A l’annonce hier de la création de l’alliance DECE (Digital Entertainment Content Ecosystem) réunissant d’un côté les industriels de l’informatique (Microsoft, Hewlett-Packard, Cisco, Philips, Intel…) et de l’autre, les producteurs de contenus (Warner, Fox, NBC, Sony, Paramount…) afin de mieux faire accepter les DRM auprès des internautes et dans le même temps combattre le piratage, nous pouvons nous demander si le combat du contrôle de la diffusion à l’ère de l’Internet ne serait-il pas voué à l’échec ?

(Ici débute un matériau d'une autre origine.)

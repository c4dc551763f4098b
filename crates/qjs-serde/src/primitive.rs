//! Varints, floats and strings.
//!
//! Encoding rules:
//! - unsigned varint: LEB128, least significant 7-bit group first
//! - signed varint: zigzag, then unsigned varint
//! - float64: 8 bytes IEEE 754 little-endian
//! - string: varint(count << 1 | wide) + count bytes (narrow, UTF-8) or
//!   count UTF-16LE code units (wide)

use qjs_serde_buffers::{Reader, Writer};

use crate::error::{Error, Result};

/// Longest LEB128 sequence accepted for a 64-bit accumulator.
const MAX_VARINT_LEN: usize = 10;

/// Largest character count a string header can carry.
const MAX_STRING_LEN: usize = (u32::MAX >> 1) as usize;

fn read_uvarint64(reader: &mut Reader<'_>) -> Result<u64> {
    let mut result: u64 = 0;
    let mut shift = 0u32;
    for i in 0..MAX_VARINT_LEN {
        let b = reader.u8()?;
        if b < 0x80 {
            if i == MAX_VARINT_LEN - 1 && b > 1 {
                break;
            }
            return Ok(result | (b as u64) << shift);
        }
        result |= ((b & 0x7f) as u64) << shift;
        shift += 7;
    }
    Err(Error::Overflow("varint".into()))
}

/// Reads an unsigned varint that must fit in 32 bits.
pub fn read_uvarint(reader: &mut Reader<'_>) -> Result<u32> {
    let v = read_uvarint64(reader)?;
    u32::try_from(v).map_err(|_| Error::Overflow(format!("uint32 {v}")))
}

/// Reads a zigzag varint that must fit in 32 bits signed.
pub fn read_svarint(reader: &mut Reader<'_>) -> Result<i32> {
    let encoded = read_uvarint64(reader)?;
    let v = ((encoded >> 1) as i64) ^ -((encoded & 1) as i64);
    i32::try_from(v).map_err(|_| Error::Overflow(format!("int32 {v}")))
}

/// Reads a little-endian float64, sign of zero included.
pub fn read_f64(reader: &mut Reader<'_>) -> Result<f64> {
    Ok(reader.f64()?)
}

/// Reads a length-prefixed narrow (UTF-8) or wide (UTF-16LE) string.
pub fn read_string(reader: &mut Reader<'_>) -> Result<String> {
    let header = read_uvarint(reader)?;
    let wide = header & 1 == 1;
    let count = (header >> 1) as usize;
    if wide {
        let bytes = reader.buf(count * 2)?;
        let units = bytes
            .chunks_exact(2)
            .map(|pair| u16::from_le_bytes([pair[0], pair[1]]));
        Ok(char::decode_utf16(units)
            .map(|c| c.unwrap_or(char::REPLACEMENT_CHARACTER))
            .collect())
    } else {
        Ok(reader.utf8(count)?.to_owned())
    }
}

/// Writes an unsigned varint.
pub fn write_uvarint(writer: &mut Writer, mut n: u32) {
    loop {
        let low7 = (n & 0x7f) as u8;
        n >>= 7;
        if n == 0 {
            writer.u8(low7);
            return;
        }
        writer.u8(low7 | 0x80);
    }
}

/// Writes a zigzag-encoded signed varint.
pub fn write_svarint(writer: &mut Writer, n: i32) {
    write_uvarint(writer, ((n << 1) ^ (n >> 31)) as u32);
}

/// Writes a collection length, which the format caps at 32 bits.
pub fn write_len(writer: &mut Writer, len: usize, what: &str) -> Result<()> {
    let len = u32::try_from(len).map_err(|_| Error::Overflow(format!("{what} length {len}")))?;
    write_uvarint(writer, len);
    Ok(())
}

/// Writes a little-endian float64.
pub fn write_f64(writer: &mut Writer, f: f64) {
    writer.f64(f);
}

/// Writes a string: ASCII text narrow, anything else as UTF-16LE.
pub fn write_string(writer: &mut Writer, s: &str) -> Result<()> {
    if s.is_ascii() {
        let header = string_header(s.len(), false)?;
        write_uvarint(writer, header);
        writer.utf8(s);
    } else {
        let units: Vec<u16> = s.encode_utf16().collect();
        let header = string_header(units.len(), true)?;
        write_uvarint(writer, header);
        for unit in units {
            writer.u16(unit);
        }
    }
    Ok(())
}

fn string_header(count: usize, wide: bool) -> Result<u32> {
    if count > MAX_STRING_LEN {
        return Err(Error::Overflow(format!("string length {count}")));
    }
    Ok((count as u32) << 1 | wide as u32)
}

#[cfg(test)]
mod tests {
    use super::*;

    fn encode<F: FnOnce(&mut Writer)>(f: F) -> Vec<u8> {
        let mut writer = Writer::new();
        f(&mut writer);
        writer.flush()
    }

    #[test]
    fn uvarint_wire_matrix() {
        assert_eq!(encode(|w| write_uvarint(w, 0)), [0]);
        assert_eq!(encode(|w| write_uvarint(w, 127)), [0x7f]);
        assert_eq!(encode(|w| write_uvarint(w, 128)), [0x80, 0x01]);
        assert_eq!(encode(|w| write_uvarint(w, 300)), [0xac, 0x02]);
        assert_eq!(
            encode(|w| write_uvarint(w, u32::MAX)),
            [0xff, 0xff, 0xff, 0xff, 0x0f]
        );
    }

    #[test]
    fn uvarint_rejects_values_above_u32() {
        let data = [0x80, 0x80, 0x80, 0x80, 0x10];
        let mut reader = Reader::new(&data);
        assert!(matches!(read_uvarint(&mut reader), Err(Error::Overflow(_))));
    }

    #[test]
    fn uvarint_rejects_overlong_sequences() {
        let data = [0xff; 11];
        let mut reader = Reader::new(&data);
        assert!(matches!(read_uvarint(&mut reader), Err(Error::Overflow(_))));

        let mut data = vec![0xff; 9];
        data.push(0x02);
        let mut reader = Reader::new(&data);
        assert!(matches!(read_uvarint(&mut reader), Err(Error::Overflow(_))));
    }

    #[test]
    fn uvarint_truncated() {
        let data = [0x80, 0x80];
        let mut reader = Reader::new(&data);
        assert!(matches!(read_uvarint(&mut reader), Err(Error::StreamTruncated)));
    }

    #[test]
    fn svarint_zigzag() {
        assert_eq!(encode(|w| write_svarint(w, 42)), [84]);
        assert_eq!(encode(|w| write_svarint(w, -1)), [1]);
        assert_eq!(encode(|w| write_svarint(w, 0)), [0]);

        let mut reader = Reader::new(&[84]);
        assert_eq!(read_svarint(&mut reader).unwrap(), 42);
        let mut reader = Reader::new(&[3]);
        assert_eq!(read_svarint(&mut reader).unwrap(), -2);
    }

    #[test]
    fn svarint_range_checked() {
        let bytes = encode(|w| write_uvarint(w, u32::MAX));
        let mut reader = Reader::new(&bytes);
        assert_eq!(read_svarint(&mut reader).unwrap(), i32::MIN);

        // zigzag(2^31) = 2^32 does not fit in an i32
        let data = [0x80, 0x80, 0x80, 0x80, 0x10];
        let mut reader = Reader::new(&data);
        assert!(matches!(read_svarint(&mut reader), Err(Error::Overflow(_))));
    }

    #[test]
    fn f64_sign_of_zero() {
        let mut reader = Reader::new(&[0, 0, 0, 0, 0, 0, 0, 0]);
        let pos = read_f64(&mut reader).unwrap();
        let mut reader = Reader::new(&[0, 0, 0, 0, 0, 0, 0, 128]);
        let neg = read_f64(&mut reader).unwrap();
        assert_eq!(pos.to_bits(), 0);
        assert_eq!(neg.to_bits(), 1 << 63);
        assert_ne!(pos.to_bits(), neg.to_bits());
    }

    #[test]
    fn narrow_and_wide_strings() {
        let mut reader = Reader::new(&[4, 111, 107]);
        assert_eq!(read_string(&mut reader).unwrap(), "ok");

        let mut reader = Reader::new(&[5, 61, 216, 45, 222]);
        assert_eq!(read_string(&mut reader).unwrap(), "😭");
    }

    #[test]
    fn string_writer_picks_layout() {
        assert_eq!(encode(|w| write_string(w, "ok").unwrap()), [4, 111, 107]);
        assert_eq!(
            encode(|w| write_string(w, "😭").unwrap()),
            [5, 61, 216, 45, 222]
        );
        assert_eq!(encode(|w| write_string(w, "é").unwrap()), [3, 0xe9, 0]);
    }

    #[test]
    fn lone_surrogate_becomes_replacement() {
        let mut reader = Reader::new(&[3, 0x3d, 0xd8]);
        assert_eq!(read_string(&mut reader).unwrap(), "\u{fffd}");
    }

    #[test]
    fn narrow_invalid_utf8() {
        let mut reader = Reader::new(&[2, 0xff]);
        assert!(matches!(read_string(&mut reader), Err(Error::InvalidUtf8)));
    }

    #[test]
    fn string_truncated() {
        let mut reader = Reader::new(&[10, b'a', b'b']);
        assert!(matches!(read_string(&mut reader), Err(Error::StreamTruncated)));
    }
}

En effet, les sociétés réunies dans ce consortium ne seraient-elles pas en train de faire fausse route en luttant pour le modèle du contrôle de la diffusion alors que l’Internet prône la liberté de diffusion et de partage ? Ce qui se déroule actuellement ressemble fortement à une relation policier / voleur (ou chat et souris pour ne pas comparer l’internaute à un voleur) où le policier marque toujours un temps de retard sur le voleur. L’un des exemples les plus percutant est celui de la loi française relative au Droit d’Auteur et aux Droits Voisins dans la Société de l’information (DADVSI) votée le 1er août 2006 qui vise / visait à protéger les DRM en créant de nouvelles infractions pénales « à l’encontre de ceux qui conçoivent, diffusent ou utilisent des outils de contournement ». Entre temps, divers événements ont quelque peu rendu cette loi obsolète. Steve Jobs a envisagé dans la lettre ouverte « Thoughts on music » l’abolition des DRM parce qu’elles « n’ont jamais marché et ne marcherons certainement jamais, du moins en ce qui concerne l’arrêt pur et simple du piratage » (serait-ce une raison pour qu’Apple et Disney n’aient pas rejoint DECE?). Microsoft et Yahoo ! qui ferment actuellement leurs services de musique en ligne indiquent à leurs utilisateurs comment contourner les DRM et ainsi conserver les titres qu’ils ont achetés.

Il serait à mon sens nécessaire non pas de contrôler mais d’accompagner en affaiblissant l’envie des internautes de consommer illégalement non pas par la méthode forte (surveillance, appel au législateur) mais par une stratégie d’offre, de service et de simplicité.

L’offre : A en croire la dernière étude de l’ALPA (même si ces chiffres peuvent être contestés) 450 000 films sont téléchargés par jour en France sur les réseaux P2P. Le problème ne provient donc pas de la demande mais tout simplement de l’offre. En ne fournissant pas les catalogues complets à des distributeurs Internet, les producteurs de contenus « invitent » les internautes à trouver ailleurs ce qu’ils recherchent. Et les réseaux P2P prennent bien volontairement le rôle du « ailleurs ».

Service : Les internautes (comme tout consommateur qui se respecte) cherchent à gagner du temps et à diminuer les étapes d’acquisition d’un bien (dématérialisé ou non). Google rend service à ses abonnés en gérant les emails, l’emploi du temps, les flux RSS, les itinéraires… Apple rend service en permettant grâce à iTunes et en 2 clics (ouverture d’iTunes – abonnement podcast) / 1 mouvement (brancher son iPod à son ordinateur) de télécharger et d’écouter / regarder des contenus audiovisuels sur son iPod. En offrant un catalogue complet (permettant ainsi la longue traîne), facile à trouver (un site unique) et rapide à télécharger (exemple de comCast), les producteurs ne contenus rendraient service aux internautes en diminuant le temps de recherche et d’acquisition de films.

Simplicité : Outre la simplicité en termes de recherche (offre massive) et d’acquisition (service rendu), il serait nécessaire de simplifier la décision d’achat en réduisant fortement le prix des contenus audiovisuels disponibles sur Internet (pratique du micro-prix). Le stockage, et les opérations d’envoi et de réception seront toujours à en croire la loi de Kurzweil de plus en plus rapides et coûteront de moins en moins cher. Il sera donc à (très) court terme inconcevable de proposer un film dématérialisé au même prix qu’un film sur support DVD tout simplement parce que les internautes dénonceront à raison ce modèle.

Intégrer des DRM à des contenus est synonyme de contrôle. A l’heure d’Internet où une certaine liberté est revendiquée, le contrôle est synonyme de contrainte donc à mon sens d’échec.